In the meantime, I diligently went on giving my private French classes, I continued going with Clementina to art openings, and I brought Anita to school every morning. I went to pick her up at my mother’s house at a quarter to eight. I left my apartment wearing a sweat suit at 7:20. She would be waiting for me in her little blue skirt with her backpack ready. She was never late, always there waiting for me. When I returned home, I showered, got dressed, and ate breakfast. I remember that my showers were endless. A sudden memory, like rays of sunlight filtering in between Persian blinds: I would see myself in Pauline’s apartment in the rue de Bourgogne, listening to songs by Brassens, eating Camembert cheese melted over thin slices of apple. I tried to imagine Giuseppe’s long, thin, lively nose, his embrace, his laugh: Anche tra i leoni ci stanno i culatoni, Even among lions there are fags. . I tried uselessly to reconstruct the expression on his face when he opened the door for me: Voilà la plus belle! It was no use. Faces, even the ones we love, fade away.

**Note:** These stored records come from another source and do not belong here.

/// An internal GX register.
#[rustfmt::skip]
#[derive(Debug, Clone, Copy, PartialEq, Eq, FromRepr)]
#[repr(u8)]
pub enum Reg {
    GenMode            = 0x00,
    GenFilter0         = 0x01,
    GenFilter1         = 0x02,
    GenFilter2         = 0x03,
    GenFilter3         = 0x04,

    IndMtxA0           = 0x06,
    IndMtxB0           = 0x07,
    IndMtxC0           = 0x08,
    IndMtxA1           = 0x09,
    IndMtxB1           = 0x0A,
    IndMtxC1           = 0x0B,
    IndMtxA2           = 0x0C,
    IndMtxB2           = 0x0D,
    IndMtxC2           = 0x0E,

    BumpIMask          = 0x0F,

    IndCmd0            = 0x10,
    IndCmd1            = 0x11,
    IndCmd2            = 0x12,
    IndCmd3            = 0x13,
    IndCmd4            = 0x14,
    IndCmd5            = 0x15,
    IndCmd6            = 0x16,
    IndCmd7            = 0x17,
    IndCmd8            = 0x18,
    IndCmd9            = 0x19,
    IndCmd10           = 0x1A,
    IndCmd11           = 0x1B,
    IndCmd12           = 0x1C,
    IndCmd13           = 0x1D,
    IndCmd14           = 0x1E,
    IndCmd15           = 0x1F,

    ScissorTopLeft     = 0x20,
    ScissorBottomRight = 0x21,

    SetupLpSize        = 0x22,
    SetupPerf          = 0x23,
    RasterPerf         = 0x24,
    RasterSs0          = 0x25,
    RasterSs1          = 0x26,
    RasterIRef         = 0x27,

    TevRefs01          = 0x28,
    TevRefs23          = 0x29,
    TevRefs45          = 0x2A,
    TevRefs67          = 0x2B,
    TevRefs89          = 0x2C,
    TevRefsAB          = 0x2D,
    TevRefsCD          = 0x2E,
    TevRefsEF          = 0x2F,

    TexScaleU0         = 0x30,
    TexScaleV0         = 0x31,
    TexScaleU1         = 0x32,
    TexScaleV1         = 0x33,
    TexScaleU2         = 0x34,
    TexScaleV2         = 0x35,
    TexScaleU3         = 0x36,
    TexScaleV3         = 0x37,
    TexScaleU4         = 0x38,
    TexScaleV4         = 0x39,
    TexScaleU5         = 0x3A,
    TexScaleV5         = 0x3B,
    TexScaleU6         = 0x3C,
    TexScaleV6         = 0x3D,
    TexScaleU7         = 0x3E,
    TexScaleV7         = 0x3F,

    PixelZMode          = 0x40,
    PixelBlendMode      = 0x41,
    PixelConstantAlpha  = 0x42,
    PixelControl        = 0x43,
    PixelFieldMask      = 0x44,
    PixelDone           = 0x45,
    PixelRefresh        = 0x46,
    PixelToken          = 0x47,
    PixelTokenInt       = 0x48,
    PixelCopySrc        = 0x49,
    PixelCopyDimensions = 0x4A,
    PixelCopyDst        = 0x4B,
    PixelCopyDstStride  = 0x4D,
    PixelCopyScale      = 0x4E,
    PixelCopyClearAr    = 0x4F,
    PixelCopyClearGb    = 0x50,
    PixelCopyClearZ     = 0x51,
    PixelCopyCmd        = 0x52,
    PixelCopyFilter0    = 0x53,
    PixelCopyFilter1    = 0x54,
    PixelXBound         = 0x55,
    PixelYBound         = 0x56,
    PixelPerfMode       = 0x57,
    PixelChicken        = 0x58,
    ScissorOffset       = 0x59,

    TexLoadBlock0      = 0x60,
    TexLoadBlock1      = 0x61,
    TexLoadBlock2      = 0x62,
    TexLoadBlock3      = 0x63,
    TexLutAddress      = 0x64,
    TexLutLoad         = 0x65,
    TexInvTags         = 0x66,
    TexPerfMode        = 0x67,
    TexFieldMode       = 0x68,
    TexRefresh         = 0x69,

    TexSampler0        = 0x80,
    TexSampler1        = 0x81,
    TexSampler2        = 0x82,
    TexSampler3        = 0x83,
    TexLod0            = 0x84,
    TexLod1            = 0x85,
    TexLod2            = 0x86,
    TexLod3            = 0x87,
    TexFormat0         = 0x88,
    TexFormat1         = 0x89,
    TexFormat2         = 0x8A,
    TexFormat3         = 0x8B,
    TexEvenLodAddress0 = 0x8C,
    TexEvenLodAddress1 = 0x8D,
    TexEvenLodAddress2 = 0x8E,
    TexEvenLodAddress3 = 0x8F,
    TexOddLodAddress0  = 0x90,
    TexOddLodAddress1  = 0x91,
    TexOddLodAddress2  = 0x92,
    TexOddLodAddress3  = 0x93,
    TexAddress0        = 0x94,
    TexAddress1        = 0x95,
    TexAddress2        = 0x96,
    TexAddress3        = 0x97,
    TexLutRef0         = 0x98,
    TexLutRef1         = 0x99,
    TexLutRef2         = 0x9A,
    TexLutRef3         = 0x9B,

    TexSampler4        = 0xA0,
    TexSampler5        = 0xA1,
    TexSampler6        = 0xA2,
    TexSampler7        = 0xA3,
    TexLod4            = 0xA4,
    TexLod5            = 0xA5,
    TexLod6            = 0xA6,
    TexLod7            = 0xA7,
    TexFormat4         = 0xA8,
    TexFormat5         = 0xA9,
    TexFormat6         = 0xAA,
    TexFormat7         = 0xAB,
    TexEvenLodAddress4 = 0xAC,
    TexEvenLodAddress5 = 0xAD,
    TexEvenLodAddress6 = 0xAE,
    TexEvenLodAddress7 = 0xAF,
    TexOddLodAddress4  = 0xB0,
    TexOddLodAddress5  = 0xB1,
    TexOddLodAddress6  = 0xB2,
    TexOddLodAddress7  = 0xB3,
    TexAddress4        = 0xB4,
    TexAddress5        = 0xB5,
    TexAddress6        = 0xB6,
    TexAddress7        = 0xB7,
    TexLutRef4         = 0xB8,
    TexLutRef5         = 0xB9,
    TexLutRef6         = 0xBA,
    TexLutRef7         = 0xBB,

    TevColorEnv0       = 0xC0,
    TevAlphaEnv0       = 0xC1,
    TevColorEnv1       = 0xC2,
    TevAlphaEnv1       = 0xC3,
    TevColorEnv2       = 0xC4,
    TevAlphaEnv2       = 0xC5,
    TevColorEnv3       = 0xC6,
    TevAlphaEnv3       = 0xC7,
    TevColorEnv4       = 0xC8,
    TevAlphaEnv4       = 0xC9,
    TevColorEnv5       = 0xCA,
    TevAlphaEnv5       = 0xCB,
    TevColorEnv6       = 0xCC,
    TevAlphaEnv6       = 0xCD,
    TevColorEnv7       = 0xCE,
    TevAlphaEnv7       = 0xCF,
    TevColorEnv8       = 0xD0,
    TevAlphaEnv8       = 0xD1,
    TevColorEnv9       = 0xD2,
    TevAlphaEnv9       = 0xD3,
    TevColorEnv10      = 0xD4,
    TevAlphaEnv10      = 0xD5,
    TevColorEnv11      = 0xD6,
    TevAlphaEnv11      = 0xD7,
    TevColorEnv12      = 0xD8,
    TevAlphaEnv12      = 0xD9,
    TevColorEnv13      = 0xDA,
    TevAlphaEnv13      = 0xDB,
    TevColorEnv14      = 0xDC,
    TevAlphaEnv14      = 0xDD,
    TevColorEnv15      = 0xDE,
    TevAlphaEnv15      = 0xDF,

    TevRegister0Ar     = 0xE0,
    TevRegister0Gb     = 0xE1,
    TevRegister1Ar     = 0xE2,
    TevRegister1Gb     = 0xE3,
    TevRegister2Ar     = 0xE4,
    TevRegister2Gb     = 0xE5,
    TevRegister3Ar     = 0xE6,
    TevRegister3Gb     = 0xE7,

    TevRangeAdjC       = 0xE8,
    TevRangeAdj0       = 0xE9,
    TevRangeAdj1       = 0xEA,
    TevRangeAdj2       = 0xEB,
    TevRangeAdj3       = 0xEC,
    TevRangeAdj4       = 0xED,

    TevFog0            = 0xEE,
    TevFog1            = 0xEF,
    TevFog2            = 0xF0,
    TevFog3            = 0xF1,
    TevFogColor        = 0xF2,

    TevAlphaFunc       = 0xF3,
    TevDepthTexBias    = 0xF4,
    TevDepthTexMode    = 0xF5,
    TevKSel0           = 0xF6,
    TevKSel1           = 0xF7,
    TevKSel2           = 0xF8,
    TevKSel3           = 0xF9,
    TevKSel4           = 0xFA,
    TevKSel5           = 0xFB,
    TevKSel6           = 0xFC,
    TevKSel7           = 0xFD,

    WriteMask          = 0xFE,
}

I would emerge from the shower with my fingertips wrinkled. I remember that often, the room full of steam, I would shake my head and say to myself in a loud voice, as if to someone else: “I’m really tired, too tired. I can’t do it anymore.” Sometimes, as I was drying myself with my thick towel, white and heavy, I would stop for no reason. I would stand there looking at the ceiling or the bathroom tiles and think about nothing until the cold made me snap out of it. “I’m exhausted,” I would repeat. “I’m really exhausted.” It was hard for me not to get back in bed. Some mornings, I did.

TWENTY-SEVEN

Though it was hard for me to admit, I had started to fall in love with Flaco. He infected me. I thought about his gestures, and I felt myself copying them. Without consciously trying, I imitated his way of walking and moving. He hypnotized me. I wanted to help him. Why? He was the strong one, after all. I was a submissive lover, as if my submission would allow me to participate in his power. I felt that his hands, when they touched me, shaped me anew as if my flesh were soft clay, that old image that my feminist “self” hated and thought she’d overcome. My humiliation had undone me, and only another human being could re-create me. Does what I’m saying make sense to you, or do you think I just wanted to survive, or that I’d whored myself out, period? Because I knew he could kill me with those same hands, with one single, silent blow. That frightened me. He would know how to make all the evidence disappear. A faint and dangerous excitement ran through my body.